Every line of the listing that contains the word "from" is to be copied out.

SOURCE DATA:
↓↓↓

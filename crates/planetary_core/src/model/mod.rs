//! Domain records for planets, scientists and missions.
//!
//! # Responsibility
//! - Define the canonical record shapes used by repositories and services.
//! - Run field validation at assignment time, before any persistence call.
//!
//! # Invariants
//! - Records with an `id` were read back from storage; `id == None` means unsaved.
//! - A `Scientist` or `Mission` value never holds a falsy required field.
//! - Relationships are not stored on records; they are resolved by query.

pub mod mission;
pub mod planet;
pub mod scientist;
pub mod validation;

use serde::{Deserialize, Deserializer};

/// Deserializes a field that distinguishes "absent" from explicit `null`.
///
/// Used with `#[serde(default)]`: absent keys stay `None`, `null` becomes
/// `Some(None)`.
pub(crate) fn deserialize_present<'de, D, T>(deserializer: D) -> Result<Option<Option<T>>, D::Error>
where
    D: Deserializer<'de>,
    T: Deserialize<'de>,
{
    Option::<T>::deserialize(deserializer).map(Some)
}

↑↑↑

RESULT FOR THIS EXERCISE:
//! - Records with an `id` were read back from storage; `id == None` means unsaved.
/// Deserializes a field that distinguishes "absent" from explicit `null`.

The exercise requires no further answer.